SQL Traits
SQL Traits let you write custom SQL to compute any metric about your customer entities. This is the most flexible trait type — if you can express it as a SQL query, you can turn it into a trait.
How SQL Traits Work
A SQL Trait is a query that returns two columns:
- Entity key column — The identifier that maps each row back to an entity instance (e.g.,
user_id,account_id) - Trait value column — The computed value for that entity
SignalSmith executes this query against your warehouse, then materializes the results into the entity’s trait table.
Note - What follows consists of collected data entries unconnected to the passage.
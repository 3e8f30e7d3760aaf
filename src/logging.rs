//! Tracing subscriber setup.
//!
//! The codec itself only emits `tracing` events; installing a subscriber is
//! left to the host application. [`init`] is the stock setup: `RUST_LOG`
//! when present, otherwise the configured level.

use crate::config::CodecConfig;
use thiserror::Error;
use tracing_subscriber::EnvFilter;

/// Errors raised while installing the subscriber.
#[derive(Debug, Error)]
pub enum LoggingError {
    /// The configured level is not a valid filter directive.
    #[error("invalid log filter '{directive}': {source}")]
    Filter {
        /// The rejected directive.
        directive: String,
        /// Parser failure.
        #[source]
        source: tracing_subscriber::filter::ParseError,
    },
    /// A global subscriber is already installed.
    #[error("failed to install tracing subscriber: {0}")]
    Install(#[source] Box<dyn std::error::Error + Send + Sync>),
}

/// Filter from `RUST_LOG`, falling back to `config.log_level`.
pub fn env_filter(config: &CodecConfig) -> Result<EnvFilter, LoggingError> {
    if let Ok(filter) = EnvFilter::try_from_default_env() {
        return Ok(filter);
    }
    EnvFilter::try_new(&config.log_level).map_err(|source| LoggingError::Filter {
        directive: config.log_level.clone(),
        source,
    })
}

/// Install the global subscriber. Fails if one is already installed.
pub fn init(config: &CodecConfig) -> Result<(), LoggingError> {
    let filter = env_filter(config)?;
    let builder = tracing_subscriber::fmt().with_env_filter(filter).with_target(true);
    let installed = if config.log_json {
        builder.json().try_init()
    } else {
        builder.try_init()
    };
    installed.map_err(LoggingError::Install)?;
    tracing::debug!(level = %config.log_level, json = config.log_json, "logging initialised");
    Ok(())
}

#[cfg(test)]
mod tests {
    use super::*;

    #[test]
    fn test_filter_from_config_level() {
        std::env::remove_var(EnvFilter::DEFAULT_ENV);
        let config = CodecConfig {
            log_level: "debug".to_string(),
            ..CodecConfig::default()
        };
        let filter = env_filter(&config).unwrap();
        assert_eq!(filter.to_string(), "debug");
    }

    #[test]
    fn test_bad_directive() {
        std::env::remove_var(EnvFilter::DEFAULT_ENV);
        let config = CodecConfig {
            log_level: "tau_codec=loud".to_string(),
            ..CodecConfig::default()
        };
        assert!(matches!(
            env_filter(&config),
            Err(LoggingError::Filter { .. })
        ));
    }
}
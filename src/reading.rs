//! Streamed measurement readings.
//!
//! A reading response is a quoted, `;`-terminated list of samples for one
//! channel. Each temperature sample has nine positional fields:
//!
//! ```text
//! "REF1,OHM,1,638782167121234560,25.123456,25.123401,C,1,0.0100;REF1,OHM,1,...;"
//!  chan unit   ticks              raw       filtered  unit  temperature
//! ```
//!
//! Samples are gathered into columns (one [`Reading`] per response). Channel,
//! units and the value precision must agree across samples; they are not
//! repeated per sample in memory.
//!
//! Electrical (6 field) and thermocouple (12 field) samples use provisional
//! layouts derived from the temperature one.

use crate::config::ReadingSettings;
use crate::error::{CodecError, CodecResult, Component};
use crate::time_tag::TimeTag;
use serde::{Deserialize, Deserializer, Serialize};
use tracing::debug;

/// Device token for "no reading / out of range".
pub const NO_READING: &str = "------";
/// Decimal places of temperature columns unless configured otherwise.
pub const DEFAULT_TEMPERATURE_PRECISION: usize = 4;

const SAMPLE_SEPARATOR: char = ';';
const FIELD_SEPARATOR: char = ',';
const QUOTE: char = '"';
const LITERAL_ONE: &str = "1";

/// Field layout of one sample, told apart by field count.
#[derive(Debug, Clone, Copy, PartialEq, Eq)]
pub enum ReadingShape {
    /// 6 fields: raw electrical value only.
    Electrical,
    /// 9 fields: adds an indicated temperature.
    Temperature,
    /// 12 fields: adds temperature and cold-junction columns.
    Thermocouple,
}

impl ReadingShape {
    /// Fields per sample of this shape.
    pub fn field_count(self) -> usize {
        match self {
            ReadingShape::Electrical => 6,
            ReadingShape::Temperature => 9,
            ReadingShape::Thermocouple => 12,
        }
    }

    /// Record type name of the shape.
    pub fn name(self) -> &'static str {
        match self {
            ReadingShape::Electrical => "ElectricalReading",
            ReadingShape::Temperature => "TemperatureReading",
            ReadingShape::Thermocouple => "ThermocoupleReading",
        }
    }

    fn from_field_count(count: usize) -> Option<Self> {
        [
            ReadingShape::Electrical,
            ReadingShape::Temperature,
            ReadingShape::Thermocouple,
        ]
        .into_iter()
        .find(|shape| shape.field_count() == count)
    }
}

/// Columns every reading carries.
#[derive(Debug, Clone, PartialEq, Serialize, Deserialize)]
#[serde(rename_all = "PascalCase")]
pub struct PrimaryColumns {
    /// Channel the samples belong to.
    pub channel: String,
    /// Unit of `values`, e.g. `OHM` or `V`.
    pub unit: String,
    /// Sample times.
    pub timestamps: Vec<TimeTag>,
    /// Raw values.
    pub values: Vec<f64>,
    /// Values after the instrument filter.
    pub filtered_values: Vec<f64>,
    /// Decimal places of `values` and `filtered_values` on the wire.
    pub precision: usize,
}

/// A derived quantity reported next to the primary value.
#[derive(Debug, Clone, PartialEq, Serialize, Deserialize)]
#[serde(rename_all = "PascalCase")]
pub struct SecondaryColumn {
    /// Unit of the column, e.g. `C`.
    pub unit: String,
    /// Negative infinity marks samples without a reading.
    #[serde(deserialize_with = "deserialize_sentinel_values")]
    pub values: Vec<f64>,
    /// Decimal places on the wire.
    pub precision: usize,
}

/// A reading of a plain electrical channel.
#[derive(Debug, Clone, PartialEq, Serialize, Deserialize)]
pub struct ElectricalReading {
    /// Columns shared by every shape.
    #[serde(flatten)]
    pub primary: PrimaryColumns,
}

/// A reading of a resistance thermometer or thermistor.
#[derive(Debug, Clone, PartialEq, Serialize, Deserialize)]
#[serde(rename_all = "PascalCase")]
pub struct TemperatureReading {
    /// Columns shared by every shape.
    #[serde(flatten)]
    pub primary: PrimaryColumns,
    /// Indicated temperature.
    pub temperature: SecondaryColumn,
}

/// A reading of a thermocouple channel.
#[derive(Debug, Clone, PartialEq, Serialize, Deserialize)]
#[serde(rename_all = "PascalCase")]
pub struct ThermocoupleReading {
    /// Columns shared by every shape.
    #[serde(flatten)]
    pub primary: PrimaryColumns,
    /// Indicated temperature.
    pub temperature: SecondaryColumn,
    /// Cold-junction temperature.
    pub cold_junction: SecondaryColumn,
}

/// All samples of one channel from a single response.
#[derive(Debug, Clone, PartialEq, Serialize)]
#[serde(untagged)]
pub enum Reading {
    /// Six-field samples.
    Electrical(ElectricalReading),
    /// Nine-field samples.
    Temperature(TemperatureReading),
    /// Twelve-field samples.
    Thermocouple(ThermocoupleReading),
}

impl Reading {
    /// Decode with the default temperature precision.
    pub fn decode(text: &str) -> CodecResult<Self> {
        ReadingDecoder::default().decode(text)
    }

    /// Which sample layout the reading came from.
    pub fn shape(&self) -> ReadingShape {
        match self {
            Reading::Electrical(_) => ReadingShape::Electrical,
            Reading::Temperature(_) => ReadingShape::Temperature,
            Reading::Thermocouple(_) => ReadingShape::Thermocouple,
        }
    }

    /// Columns shared by every shape.
    pub fn primary(&self) -> &PrimaryColumns {
        match self {
            Reading::Electrical(r) => &r.primary,
            Reading::Temperature(r) => &r.primary,
            Reading::Thermocouple(r) => &r.primary,
        }
    }

    /// Channel name of every sample.
    pub fn channel(&self) -> &str {
        &self.primary().channel
    }

    /// Number of samples.
    pub fn len(&self) -> usize {
        self.primary().timestamps.len()
    }

    /// True when the reading holds no samples.
    pub fn is_empty(&self) -> bool {
        self.len() == 0
    }

    /// Temperature column, absent for electrical readings.
    pub fn temperature(&self) -> Option<&SecondaryColumn> {
        match self {
            Reading::Electrical(_) => None,
            Reading::Temperature(r) => Some(&r.temperature),
            Reading::Thermocouple(r) => Some(&r.temperature),
        }
    }

    /// Cold-junction column of a thermocouple reading.
    pub fn cold_junction(&self) -> Option<&SecondaryColumn> {
        match self {
            Reading::Thermocouple(r) => Some(&r.cold_junction),
            _ => None,
        }
    }

    /// Re-render in wire form: `"sample;sample;...;"`.
    pub fn encode(&self) -> CodecResult<String> {
        let primary = self.primary();
        let count = primary.timestamps.len();
        let secondary: Vec<&SecondaryColumn> =
            self.temperature().into_iter().chain(self.cold_junction()).collect();

        check_column(primary, "values", primary.values.len(), count)?;
        check_column(primary, "filtered values", primary.filtered_values.len(), count)?;
        for column in &secondary {
            check_column(primary, "secondary values", column.values.len(), count)?;
        }

        let mut samples = Vec::with_capacity(count);
        for i in 0..count {
            let mut fields = vec![
                primary.channel.clone(),
                primary.unit.clone(),
                LITERAL_ONE.to_string(),
                primary.timestamps[i].to_ticks().to_string(),
                format_fixed(primary.values[i], primary.precision),
                format_fixed(primary.filtered_values[i], primary.precision),
            ];
            for column in &secondary {
                fields.push(column.unit.clone());
                fields.push(LITERAL_ONE.to_string());
                fields.push(format_secondary(column.values[i], column.precision));
            }
            samples.push(fields.join(","));
        }
        Ok(format!("{QUOTE}{}{SAMPLE_SEPARATOR}{QUOTE}", samples.join(";")))
    }
}

/// Decodes reading responses into columns.
#[derive(Debug, Clone, Copy, PartialEq, Eq)]
pub struct ReadingDecoder {
    temperature_precision: usize,
}

impl Default for ReadingDecoder {
    fn default() -> Self {
        Self {
            temperature_precision: DEFAULT_TEMPERATURE_PRECISION,
        }
    }
}

impl ReadingDecoder {
    /// Decoder with default settings.
    pub fn new() -> Self {
        Self::default()
    }

    /// Decoder configured from `settings`.
    pub fn with_settings(settings: &ReadingSettings) -> Self {
        Self::new().with_temperature_precision(settings.temperature_precision)
    }

    /// Decimal places used when re-encoding temperature columns.
    pub fn with_temperature_precision(mut self, precision: usize) -> Self {
        self.temperature_precision = precision;
        self
    }

    /// Decode a quoted `sample;sample;...;` response.
    pub fn decode(&self, text: &str) -> CodecResult<Reading> {
        let body = strip_payload(text);
        let samples: Vec<Vec<&str>> = body
            .split(SAMPLE_SEPARATOR)
            .map(|sample| sample.split(FIELD_SEPARATOR).collect())
            .collect();

        let first = match samples.first() {
            Some(first) if !body.is_empty() => first,
            _ => {
                return Err(mismatch(
                    "Reading",
                    ReadingShape::Temperature.field_count(),
                    0,
                ))
            }
        };
        let shape = ReadingShape::from_field_count(first.len()).ok_or_else(|| {
            mismatch("Reading", ReadingShape::Temperature.field_count(), first.len())
        })?;
        if let Some(bad) = samples.iter().find(|s| s.len() != shape.field_count()) {
            return Err(mismatch(shape.name(), shape.field_count(), bad.len()));
        }

        let channel = first[0];
        let unit = first[1];
        let precision = decimals(first[4]);
        let mut primary = PrimaryColumns {
            channel: channel.to_string(),
            unit: unit.to_string(),
            timestamps: Vec::with_capacity(samples.len()),
            values: Vec::with_capacity(samples.len()),
            filtered_values: Vec::with_capacity(samples.len()),
            precision,
        };
        let mut temperature = (shape != ReadingShape::Electrical)
            .then(|| self.secondary_column(first[6], samples.len()));
        let mut cold_junction = (shape == ReadingShape::Thermocouple)
            .then(|| self.secondary_column(first[9], samples.len()));

        for fields in &samples {
            check_same(channel, "channel name", channel, fields[0])?;
            check_same(channel, "unit", unit, fields[1])?;
            expect_literal(fields[2])?;
            primary.timestamps.push(TimeTag::parse(fields[3])?);
            check_same(
                channel,
                "precision",
                &precision.to_string(),
                &decimals(fields[4]).to_string(),
            )?;
            primary.values.push(parse_value("value", fields[4])?);
            primary
                .filtered_values
                .push(parse_value("filtered value", fields[5])?);

            if let Some(column) = temperature.as_mut() {
                push_secondary(channel, "temperature unit", column, &fields[6..9])?;
            }
            if let Some(column) = cold_junction.as_mut() {
                push_secondary(channel, "cold junction unit", column, &fields[9..12])?;
            }
        }

        debug!(
            channel = channel,
            samples = samples.len(),
            shape = shape.name(),
            "decoded reading"
        );

        let reading = match (temperature, cold_junction) {
            (Some(temperature), Some(cold_junction)) => Reading::Thermocouple(ThermocoupleReading {
                primary,
                temperature,
                cold_junction,
            }),
            (Some(temperature), None) => {
                Reading::Temperature(TemperatureReading { primary, temperature })
            }
            _ => Reading::Electrical(ElectricalReading { primary }),
        };
        Ok(reading)
    }

    fn secondary_column(&self, unit: &str, capacity: usize) -> SecondaryColumn {
        SecondaryColumn {
            unit: unit.to_string(),
            values: Vec::with_capacity(capacity),
            precision: self.temperature_precision,
        }
    }
}

/// Decode with the default temperature precision.
pub fn decode_reading(text: &str) -> CodecResult<Reading> {
    Reading::decode(text)
}

fn strip_payload(text: &str) -> &str {
    let body = text.trim();
    let body = body.strip_prefix(QUOTE).unwrap_or(body);
    let body = body.strip_suffix(QUOTE).unwrap_or(body);
    body.strip_suffix(SAMPLE_SEPARATOR).unwrap_or(body)
}

/// Digits after the decimal point.
fn decimals(token: &str) -> usize {
    token
        .split_once('.')
        .map(|(_, fraction)| fraction.len())
        .unwrap_or(0)
}

fn mismatch(layout: &str, expected: usize, actual: usize) -> CodecError {
    CodecError::FieldCountMismatch {
        component: Component::Reading,
        layout: layout.to_string(),
        expected,
        actual,
    }
}

fn check_same(channel: &str, field: &'static str, expected: &str, actual: &str) -> CodecResult<()> {
    if expected == actual {
        return Ok(());
    }
    Err(CodecError::InconsistentSampleMetadata {
        channel: channel.to_string(),
        field,
        expected: expected.to_string(),
        actual: actual.to_string(),
    })
}

fn check_column(
    primary: &PrimaryColumns,
    column: &str,
    actual: usize,
    expected: usize,
) -> CodecResult<()> {
    if actual == expected {
        return Ok(());
    }
    Err(mismatch(
        &format!("{} {column}", primary.channel),
        expected,
        actual,
    ))
}

fn expect_literal(token: &str) -> CodecResult<()> {
    if token == LITERAL_ONE {
        Ok(())
    } else {
        Err(CodecError::invalid_field(
            Component::Reading,
            "literal",
            token,
            "literal '1'",
        ))
    }
}

fn parse_value(field: &'static str, token: &str) -> CodecResult<f64> {
    token
        .parse()
        .map_err(|_| CodecError::invalid_field(Component::Reading, field, token, "number"))
}

fn push_secondary(
    channel: &str,
    field: &'static str,
    column: &mut SecondaryColumn,
    fields: &[&str],
) -> CodecResult<()> {
    let &[unit, literal, value] = fields else {
        return Err(mismatch(field, 3, fields.len()));
    };
    check_same(channel, field, &column.unit, unit)?;
    expect_literal(literal)?;
    let value = if value == NO_READING {
        f64::NEG_INFINITY
    } else {
        parse_value("secondary value", value)?
    };
    column.values.push(value);
    Ok(())
}

fn format_fixed(value: f64, precision: usize) -> String {
    format!("{value:.precision$}")
}

fn format_secondary(value: f64, precision: usize) -> String {
    if value == f64::NEG_INFINITY {
        NO_READING.to_string()
    } else {
        format_fixed(value, precision)
    }
}

fn deserialize_sentinel_values<'de, D>(deserializer: D) -> Result<Vec<f64>, D::Error>
where
    D: Deserializer<'de>,
{
    let values = Vec::<Option<f64>>::deserialize(deserializer)?;
    Ok(values
        .into_iter()
        .map(|value| value.unwrap_or(f64::NEG_INFINITY))
        .collect())
}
Each row in the result becomes a trait value for one entity instance.
Creating a SQL Trait
- Navigate to Segment > Traits and click Create Trait
- Select SQL Trait as the type
- Choose the entity type this trait applies to (e.g., User)
- Write your SQL query in the editor
- Map the entity key column — select which output column contains the entity identifier
- Map the trait value column — select which output column contains the computed value
- Set the data type (string, number, boolean, date, or timestamp)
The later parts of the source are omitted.